Econintersect: Every day our editors collect the most interesting things they find from around the internet and present a summary "reading list" which will include very brief summaries (and sometimes longer ones) of why each item has gotten our attention. Suggestions from readers for "reading list" items are gratefully reviewed, although sometimes space limits the number included.

  • UPDATE 1-Support for Scottish independence drops after TV debate - poll (Costas Pitas, Reuters) A televised debate between leaders of the separatist movement and supporters or remaining in the UK has shifted opinion away from separation of Scotland. For the first time 50% want to vote "No" (on independence while support for separation has fallen to 37%. The remaining 13% are undecided. The vote takes place in five weeks.

  • Tick Seen on Long Island Can Trigger Allergy to Red Meat (Marilynne Marchione, The New York Times) The Lone Star tick is found widely across the central, southern and eastern U.S. A bite from one of these little critters has produced severe meat allergies with life threatening reactions in some cases.
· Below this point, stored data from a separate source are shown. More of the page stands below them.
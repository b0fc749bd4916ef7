//! Text handling between the language model and the synthesizer.

pub mod rewrite;
pub mod splitter;

pub use rewrite::TextRewriter;
pub use splitter::SentenceSplitter;
//! Wake, interrupt and farewell detection.
//!
//! Each detector is a [`PhraseMatcher`]. Literal phrase lists, regular
//! expressions and model-backed intent classifiers all plug into the same
//! seam, and [`AnyMatcher`] combines them.

use crate::config::ConversationSection;
use crate::error::{HaloError, Result};
use regex::{Regex, RegexBuilder};
use std::sync::Arc;

/// Byte span of a match within the searched text.
#[derive(Debug, Clone, Copy, PartialEq, Eq)]
pub struct PhraseMatch {
    pub start: usize,
    pub end: usize,
}

impl PhraseMatch {
    /// Text following the match with separators trimmed off.
    pub fn remainder<'a>(&self, text: &'a str) -> &'a str {
        text.get(self.end..)
            .unwrap_or("")
            .trim_start_matches(|c: char| c.is_whitespace() || is_separator(c))
            .trim_end()
    }

    /// Text before and after the match, joined, with separators trimmed off.
    pub fn surrounding(&self, text: &str) -> String {
        let before = text
            .get(..self.start)
            .unwrap_or("")
            .trim_end_matches(|c: char| c.is_whitespace() || is_separator(c))
            .trim_start();
        let after = self.remainder(text).trim_end_matches(is_separator);
        format!("{before}{after}")
    }
}

fn is_separator(c: char) -> bool {
    matches!(c, '、' | '。' | '，' | ',' | '.' | '！' | '!' | '？' | '?' | '…')
}

pub trait PhraseMatcher: Send + Sync {
    /// Earliest match in `text`, if any.
    fn find(&self, text: &str) -> Option<PhraseMatch>;

    /// Short description for logs.
    fn describe(&self) -> String;

    fn matches(&self, text: &str) -> bool {
        self.find(text).is_some()
    }
}

impl<T: PhraseMatcher + ?Sized> PhraseMatcher for Box<T> {
    fn find(&self, text: &str) -> Option<PhraseMatch> {
        (**self).find(text)
    }

    fn describe(&self) -> String {
        (**self).describe()
    }
}

/// Case-insensitive substring match against a list of phrases.
pub struct ExactPhraseMatcher {
    phrases: Vec<String>,
    regex: Regex,
}

impl ExactPhraseMatcher {
    /// Returns `None` when no non-blank phrase is given.
    pub fn new<S: AsRef<str>>(phrases: &[S]) -> Option<Self> {
        let phrases: Vec<String> = phrases
            .iter()
            .map(|p| p.as_ref().trim().to_string())
            .filter(|p| !p.is_empty())
            .collect();
        if phrases.is_empty() {
            return None;
        }

        // Longest first so a phrase wins over its own prefix at the same position.
        let mut ordered = phrases.clone();
        ordered.sort_by_key(|p| std::cmp::Reverse(p.len()));
        let alternation = ordered
            .iter()
            .map(|p| regex::escape(p))
            .collect::<Vec<_>>()
            .join("|");
        let regex = RegexBuilder::new(&alternation)
            .case_insensitive(true)
            .build()
            .ok()?;

        Some(Self { phrases, regex })
    }

    pub fn phrases(&self) -> &[String] {
        &self.phrases
    }
}

impl PhraseMatcher for ExactPhraseMatcher {
    fn find(&self, text: &str) -> Option<PhraseMatch> {
        self.regex.find(text).map(|m| PhraseMatch {
            start: m.start(),
            end: m.end(),
        })
    }

    fn describe(&self) -> String {
        format!("phrases {:?}", self.phrases)
    }
}

/// Regular expression match.
pub struct PatternMatcher {
    regex: Regex,
}

impl PatternMatcher {
    pub fn new(pattern: &str) -> std::result::Result<Self, regex::Error> {
        Ok(Self {
            regex: Regex::new(pattern)?,
        })
    }
}

impl PhraseMatcher for PatternMatcher {
    fn find(&self, text: &str) -> Option<PhraseMatch> {
        self.regex.find(text).map(|m| PhraseMatch {
            start: m.start(),
            end: m.end(),
        })
    }

    fn describe(&self) -> String {
        format!("pattern /{}/", self.regex.as_str())
    }
}

#[derive(Debug, Clone, Copy, PartialEq, Eq)]
pub enum Intent {
    Wake,
    Interrupt,
    Farewell,
}

/// Scores how strongly a transcript expresses an intent.
///
/// Implemented by model-backed classifiers; any `Fn(Intent, &str) -> f32`
/// closure works too.
pub trait IntentClassifier: Send + Sync {
    /// Confidence in `[0, 1]`.
    fn score(&self, intent: Intent, text: &str) -> f32;
}

impl<F> IntentClassifier for F
where
    F: Fn(Intent, &str) -> f32 + Send + Sync,
{
    fn score(&self, intent: Intent, text: &str) -> f32 {
        self(intent, text)
    }
}

/// Matches the whole transcript when a classifier is confident enough.
pub struct IntentMatcher {
    classifier: Arc<dyn IntentClassifier>,
    intent: Intent,
    threshold: f32,
}

impl IntentMatcher {
    pub fn new(classifier: Arc<dyn IntentClassifier>, intent: Intent, threshold: f32) -> Self {
        Self {
            classifier,
            intent,
            threshold,
        }
    }
}

impl PhraseMatcher for IntentMatcher {
    fn find(&self, text: &str) -> Option<PhraseMatch> {
        let score = self.classifier.score(self.intent, text);
        (score >= self.threshold).then_some(PhraseMatch {
            start: 0,
            end: text.len(),
        })
    }

    fn describe(&self) -> String {
        format!("{:?} intent >= {:.2}", self.intent, self.threshold)
    }
}

/// Earliest match among several matchers.
pub struct AnyMatcher {
    matchers: Vec<Box<dyn PhraseMatcher>>,
}

impl AnyMatcher {
    pub fn new(matchers: Vec<Box<dyn PhraseMatcher>>) -> Self {
        Self { matchers }
    }

    pub fn push(&mut self, matcher: Box<dyn PhraseMatcher>) {
        self.matchers.push(matcher);
    }

    pub fn len(&self) -> usize {
        self.matchers.len()
    }

    pub fn is_empty(&self) -> bool {
        self.matchers.is_empty()
    }
}

impl PhraseMatcher for AnyMatcher {
    fn find(&self, text: &str) -> Option<PhraseMatch> {
        self.matchers
            .iter()
            .filter_map(|m| m.find(text))
            .min_by(|a, b| a.start.cmp(&b.start).then(b.end.cmp(&a.end)))
    }

    fn describe(&self) -> String {
        let parts: Vec<String> = self.matchers.iter().map(|m| m.describe()).collect();
        format!("any of [{}]", parts.join(", "))
    }
}

/// The three detectors a session consults. `None` disables a detector.
#[derive(Default)]
pub struct MatcherSet {
    pub wake: Option<Box<dyn PhraseMatcher>>,
    pub interrupt: Option<Box<dyn PhraseMatcher>>,
    pub farewell: Option<Box<dyn PhraseMatcher>>,
}

impl MatcherSet {
    /// Build the detectors from phrase and pattern lists.
    ///
    /// An invalid pattern is a configuration error naming the offending key.
    pub fn from_config(config: &ConversationSection) -> Result<Self> {
        Ok(Self {
            wake: build(
                "conversation.wake_patterns",
                &config.wake_phrases,
                &config.wake_patterns,
            )?,
            interrupt: build(
                "conversation.interrupt_patterns",
                &config.interrupt_phrases,
                &config.interrupt_patterns,
            )?,
            farewell: build(
                "conversation.farewell_patterns",
                &config.farewell_phrases,
                &config.farewell_patterns,
            )?,
        })
    }

    /// Add a classifier-backed detector for `intent` next to any existing one.
    pub fn with_classifier(
        mut self,
        intent: Intent,
        classifier: Arc<dyn IntentClassifier>,
        threshold: f32,
    ) -> Self {
        let matcher: Box<dyn PhraseMatcher> =
            Box::new(IntentMatcher::new(classifier, intent, threshold));
        let slot = match intent {
            Intent::Wake => &mut self.wake,
            Intent::Interrupt => &mut self.interrupt,
            Intent::Farewell => &mut self.farewell,
        };
        *slot = Some(match slot.take() {
            Some(existing) => Box::new(AnyMatcher::new(vec![existing, matcher])),
            None => matcher,
        });
        self
    }

    pub fn find(&self, intent: Intent, text: &str) -> Option<PhraseMatch> {
        let slot = match intent {
            Intent::Wake => &self.wake,
            Intent::Interrupt => &self.interrupt,
            Intent::Farewell => &self.farewell,
        };
        slot.as_ref().and_then(|m| m.find(text))
    }

    pub fn has_wake(&self) -> bool {
        self.wake.is_some()
    }
}

fn build(
    key: &str,
    phrases: &[String],
    patterns: &[String],
) -> Result<Option<Box<dyn PhraseMatcher>>> {
    let mut matchers: Vec<Box<dyn PhraseMatcher>> = Vec::new();
    if let Some(exact) = ExactPhraseMatcher::new(phrases) {
        matchers.push(Box::new(exact));
    }
    for pattern in patterns.iter().filter(|p| !p.trim().is_empty()) {
        let matcher = PatternMatcher::new(pattern).map_err(|e| HaloError::ConfigInvalidValue {
            key: key.to_string(),
            message: e.to_string(),
        })?;
        matchers.push(Box::new(matcher));
    }

    Ok(match matchers.len() {
        0 => None,
        1 => matchers.pop(),
        _ => Some(Box::new(AnyMatcher::new(matchers))),
    })
}
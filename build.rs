//! Build script: embeds the git short hash for the version string.

use std::process::Command;

fn main() {
    if let Ok(output) = Command::new("git")
        .args(["rev-parse", "--short=7", "HEAD"])
        .output()
        && output.status.success()
    {
        let hash = String::from_utf8_lossy(&output.stdout).trim().to_string();
        println!("cargo:rustc-env=GIT_HASH={}", hash);
    }
    println!("cargo:rerun-if-changed=.git/HEAD");
    println!("cargo:rerun-if-changed=.git/refs/heads/");
}
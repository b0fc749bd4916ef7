//! Frame-rate correlation test against recently played audio.

use crate::audio::AudioFrame;
use crate::audio::frame::{ms_to_samples, samples_to_duration};
use crate::defaults;
use crate::gate::loopback::LoopbackBuffer;
use std::sync::Arc;

#[derive(Debug, Clone, Copy, PartialEq)]
pub struct GateConfig {
    /// Coefficient at or above which a frame is treated as loopback.
    pub corr_threshold: f32,
    /// Largest speaker-to-microphone delay searched.
    pub max_lag_ms: u32,
    /// Coarse search step; the best coarse lag is refined sample by sample.
    pub lag_step_ms: u32,
    pub sample_rate: u32,
}

impl Default for GateConfig {
    fn default() -> Self {
        Self {
            corr_threshold: defaults::CORR_THRESHOLD,
            max_lag_ms: defaults::MAX_LAG_MS,
            lag_step_ms: defaults::LAG_STEP_MS,
            sample_rate: defaults::SAMPLE_RATE,
        }
    }
}

#[derive(Debug, Clone, Copy, PartialEq)]
pub struct GateDecision {
    pub gated: bool,
    /// Best coefficient found, -1.0 to 1.0. Zero when nothing was compared.
    pub correlation: f32,
    /// Lag of the best coefficient.
    pub lag_ms: f32,
}

impl GateDecision {
    fn open() -> Self {
        Self {
            gated: false,
            correlation: 0.0,
            lag_ms: 0.0,
        }
    }
}

/// Suppresses microphone frames that repeat what the speaker just played.
///
/// For a frame captured at `t`, each lag `d` in `[0, max_lag_ms]` is compared
/// against the loopback samples played at `t - d`. Signals are zero-mean and
/// normalized, so the threshold does not depend on speaker volume. A lag is
/// only considered when at least half of its reference window holds played
/// audio, so an empty or non-overlapping buffer never gates.
pub struct CorrelationGate {
    config: GateConfig,
    loopback: Arc<LoopbackBuffer>,
    max_lag: usize,
    step: usize,
}

impl CorrelationGate {
    pub fn new(config: GateConfig, loopback: Arc<LoopbackBuffer>) -> Self {
        let max_lag = ms_to_samples(config.max_lag_ms, config.sample_rate);
        let step = ms_to_samples(config.lag_step_ms, config.sample_rate).max(1);
        Self {
            config,
            loopback,
            max_lag,
            step,
        }
    }

    pub fn config(&self) -> &GateConfig {
        &self.config
    }

    pub fn evaluate(&self, frame: &AudioFrame) -> GateDecision {
        let len = frame.len();
        if len == 0 {
            return GateDecision::open();
        }
        let Some(centered) = Centered::new(frame.samples()) else {
            return GateDecision::open();
        };
        let window_start = frame
            .timestamp()
            .checked_sub(samples_to_duration(self.max_lag, self.config.sample_rate));
        let Some(window_start) = window_start else {
            return GateDecision::open();
        };

        // Index `max_lag - d` of the snapshot is the reference for lag `d`.
        let snapshot = self.loopback.snapshot(window_start, len + self.max_lag);
        if snapshot.is_empty() {
            return GateDecision::open();
        }

        let min_coverage = len.div_ceil(2);
        let score = |lag: usize| -> Option<f32> {
            let begin = self.max_lag - lag;
            let range = begin..begin + len;
            if snapshot.coverage(range.clone()) < min_coverage {
                return None;
            }
            Some(centered.correlate(&snapshot.samples[range]))
        };

        let mut best: Option<(usize, f32)> = None;
        let consider = |lag: usize, best: &mut Option<(usize, f32)>| {
            if let Some(corr) = score(lag)
                && best.is_none_or(|(_, b)| corr > b)
            {
                *best = Some((lag, corr));
            }
        };

        for lag in (0..=self.max_lag).step_by(self.step) {
            consider(lag, &mut best);
        }
        if self.step > 1
            && let Some((coarse, _)) = best
        {
            let low = coarse.saturating_sub(self.step - 1);
            let high = (coarse + self.step - 1).min(self.max_lag);
            for lag in low..=high {
                consider(lag, &mut best);
            }
        }

        let Some((lag, correlation)) = best else {
            return GateDecision::open();
        };
        let gated = correlation >= self.config.corr_threshold;
        if gated {
            tracing::trace!(correlation, lag, "frame matches loopback");
        }
        GateDecision {
            gated,
            correlation,
            lag_ms: lag as f32 * 1000.0 / self.config.sample_rate as f32,
        }
    }
}

/// A frame with its mean removed and its norm cached.
struct Centered {
    values: Vec<f64>,
    norm: f64,
}

impl Centered {
    fn new(samples: &[i16]) -> Option<Self> {
        let mean = samples.iter().map(|&s| s as f64).sum::<f64>() / samples.len() as f64;
        let values: Vec<f64> = samples.iter().map(|&s| s as f64 - mean).collect();
        let norm = values.iter().map(|v| v * v).sum::<f64>().sqrt();
        (norm > f64::EPSILON).then_some(Self { values, norm })
    }

    /// Normalized cross-correlation with a same-length reference.
    fn correlate(&self, reference: &[i16]) -> f32 {
        let mean = reference.iter().map(|&s| s as f64).sum::<f64>() / reference.len() as f64;
        let mut dot = 0.0;
        let mut energy = 0.0;
        for (&x, &y) in self.values.iter().zip(reference) {
            let y = y as f64 - mean;
            dot += x * y;
            energy += y * y;
        }
        let norm = energy.sqrt();
        if norm <= f64::EPSILON {
            return 0.0;
        }
        (dot / (self.norm * norm)) as f32
    }
}

/// Normalized zero-mean correlation of two equal-length signals.
pub fn normalized_correlation(a: &[i16], b: &[i16]) -> f32 {
    if a.len() != b.len() || a.is_empty() {
        return 0.0;
    }
    Centered::new(a).map_or(0.0, |centered| centered.correlate(b))
}

#[cfg(test)]
mod tests {
    use super::*;
    use crate::audio::{Clock, ManualClock};
    use std::time::{Duration, Instant};

    const RATE: u32 = 16000;
    const FRAME: usize = 320;

    fn noise(seed: u32, len: usize, amplitude: i32) -> Vec<i16> {
        let mut state = seed;
        (0..len)
            .map(|_| {
                state = state.wrapping_mul(1_664_525).wrapping_add(1_013_904_223);
                ((state >> 16) as i32 % (2 * amplitude) - amplitude) as i16
            })
            .collect()
    }

    struct Rig {
        clock: ManualClock,
        loopback: Arc<LoopbackBuffer>,
        played_at: Instant,
        played: Vec<i16>,
    }

    /// One second of noise-like "speech" played at `played_at`.
    fn rig() -> Rig {
        let clock = ManualClock::new();
        let played_at = clock.now();
        let loopback = Arc::new(LoopbackBuffer::new(
            RATE,
            Duration::from_millis(2000),
            Arc::new(clock.clone()),
        ));
        let played = noise(7, RATE as usize, 8000);
        loopback.append(played_at, &played);
        clock.advance(Duration::from_millis(500));
        Rig {
            clock,
            loopback,
            played_at,
            played,
        }
    }

    fn gate(rig: &Rig, threshold: f32) -> CorrelationGate {
        CorrelationGate::new(
            GateConfig {
                corr_threshold: threshold,
                max_lag_ms: 95,
                lag_step_ms: 1,
                sample_rate: RATE,
            },
            Arc::clone(&rig.loopback),
        )
    }

    /// Mic frame captured at `offset` after playback start, hearing the audio
    /// played `lag_ms` earlier.
    fn echo_frame(rig: &Rig, offset_ms: u64, lag_ms: u64, gain: f32, noise_amp: i32) -> AudioFrame {
        let start = ((offset_ms - lag_ms) * RATE as u64 / 1000) as usize;
        let extra = noise(99, FRAME, noise_amp.max(1));
        let samples: Vec<i16> = rig.played[start..start + FRAME]
            .iter()
            .zip(&extra)
            .map(|(&p, &n)| (p as f32 * gain) as i16 + if noise_amp > 0 { n } else { 0 })
            .collect();
        AudioFrame::new(
            samples,
            rig.played_at + Duration::from_millis(offset_ms),
            RATE,
            0,
        )
    }

    #[test]
    fn attenuated_lagged_copy_is_gated() {
        let rig = rig();
        let frame = echo_frame(&rig, 300, 60, 0.3, 0);

        let decision = gate(&rig, 0.6).evaluate(&frame);

        assert!(decision.gated);
        assert!(decision.correlation > 0.99);
        assert!((decision.lag_ms - 60.0).abs() < 0.1);
    }

    #[test]
    fn noisy_echo_at_60ms_gated_at_half_threshold() {
        let rig = rig();
        // Independent noise at ~2/3 of the echo level, so correlation lands near 0.8.
        let frame = echo_frame(&rig, 400, 60, 0.5, 2700);

        let decision = gate(&rig, 0.50).evaluate(&frame);

        assert!(decision.correlation > 0.6 && decision.correlation < 0.95);
        assert!(decision.gated);
    }

    #[test]
    fn every_lag_in_window_is_detected() {
        let rig = rig();
        let gate = gate(&rig, 0.6);
        for lag in [0, 1, 17, 42, 60, 95] {
            let frame = echo_frame(&rig, 250, lag, 0.8, 0);
            assert!(gate.evaluate(&frame).gated, "lag {} ms not gated", lag);
        }
    }

    #[test]
    fn lag_beyond_window_is_not_gated() {
        let rig = rig();
        let frame = echo_frame(&rig, 400, 200, 1.0, 0);
        assert!(!gate(&rig, 0.6).evaluate(&frame).gated);
    }

    #[test]
    fn unrelated_frame_of_equal_energy_is_not_gated() {
        let rig = rig();
        let unrelated = noise(12345, FRAME, 8000);
        let frame = AudioFrame::new(unrelated, rig.played_at + Duration::from_millis(300), RATE, 0);

        let decision = gate(&rig, 0.6).evaluate(&frame);

        assert!(!decision.gated);
        assert!(decision.correlation.abs() < 0.4);
    }

    #[test]
    fn empty_buffer_never_gates() {
        let clock = ManualClock::new();
        let loopback = Arc::new(LoopbackBuffer::new(RATE, Duration::from_secs(1), Arc::new(clock.clone())));
        let gate = CorrelationGate::new(GateConfig::default(), loopback);
        let frame = AudioFrame::new(noise(1, FRAME, 8000), clock.now(), RATE, 0);

        let decision = gate.evaluate(&frame);

        assert!(!decision.gated);
        assert_eq!(decision.correlation, 0.0);
    }

    #[test]
    fn frame_after_playback_ended_is_not_gated() {
        let rig = rig();
        // Playback covered [0, 1000ms); a frame at 1200ms has no overlapping lag.
        let frame = AudioFrame::new(
            rig.played[..FRAME].to_vec(),
            rig.played_at + Duration::from_millis(1200),
            RATE,
            0,
        );
        assert!(!gate(&rig, 0.1).evaluate(&frame).gated);
    }

    #[test]
    fn expired_playback_is_not_gated() {
        let rig = rig();
        let frame = echo_frame(&rig, 300, 60, 1.0, 0);
        rig.clock.advance(Duration::from_secs(10));
        assert!(!gate(&rig, 0.6).evaluate(&frame).gated);
    }

    #[test]
    fn silent_frame_is_not_gated() {
        let rig = rig();
        let frame = AudioFrame::new(vec![0; FRAME], rig.played_at + Duration::from_millis(300), RATE, 0);
        assert!(!gate(&rig, 0.0).evaluate(&frame).gated);
    }

    #[test]
    fn coarse_step_finds_lag_on_grid() {
        let rig = rig();
        let gate = CorrelationGate::new(
            GateConfig {
                corr_threshold: 0.6,
                max_lag_ms: 95,
                lag_step_ms: 5,
                sample_rate: RATE,
            },
            Arc::clone(&rig.loopback),
        );
        let frame = echo_frame(&rig, 300, 60, 0.5, 0);

        let decision = gate.evaluate(&frame);

        assert!(decision.gated);
        assert!((decision.lag_ms - 60.0).abs() < 0.1);
    }

    #[test]
    fn correlation_is_scale_invariant() {
        let a = noise(3, FRAME, 8000);
        let quiet: Vec<i16> = a.iter().map(|&s| s / 10).collect();
        let shifted: Vec<i16> = a.iter().map(|&s| s / 2 + 500).collect();
        assert!(normalized_correlation(&a, &quiet) > 0.99);
        assert!(normalized_correlation(&a, &shifted) > 0.99);
        assert_eq!(normalized_correlation(&a, &[0; FRAME]), 0.0);
        assert_eq!(normalized_correlation(&a, &a[..10]), 0.0);
    }
}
Since this tick is not a vector for Lyme Disease some have felt it to be less dangerous, although the Lone Star tick does transmit Rocky Mountain Spotted Fever.

Lone star ticks, female left and male right.

  • ‘Hobbit’ more likely had Down Syndrome than a new species (Maciej Henneberg and Robert Eckhardt, The Conversation) All of the evidence examined to date is consistent with the discovery of small stature human remains in a cave on an island in Indonesia in 2004 being from a modern human afflicted with a genetic condition such as Down Syndrome or something similar. . The remains dated about 18,000 years old and have been designated as a new hominin sub-species, homo floresiensis. Research published by these authors suggest that the designation of a new sub-species may have been premature. It has been difficult for scientists to locate the "hobbit" with respect to other homonin species as evidenced by the following graphic from GEI News:


There are 11 articles discussed today 'behind the wall'.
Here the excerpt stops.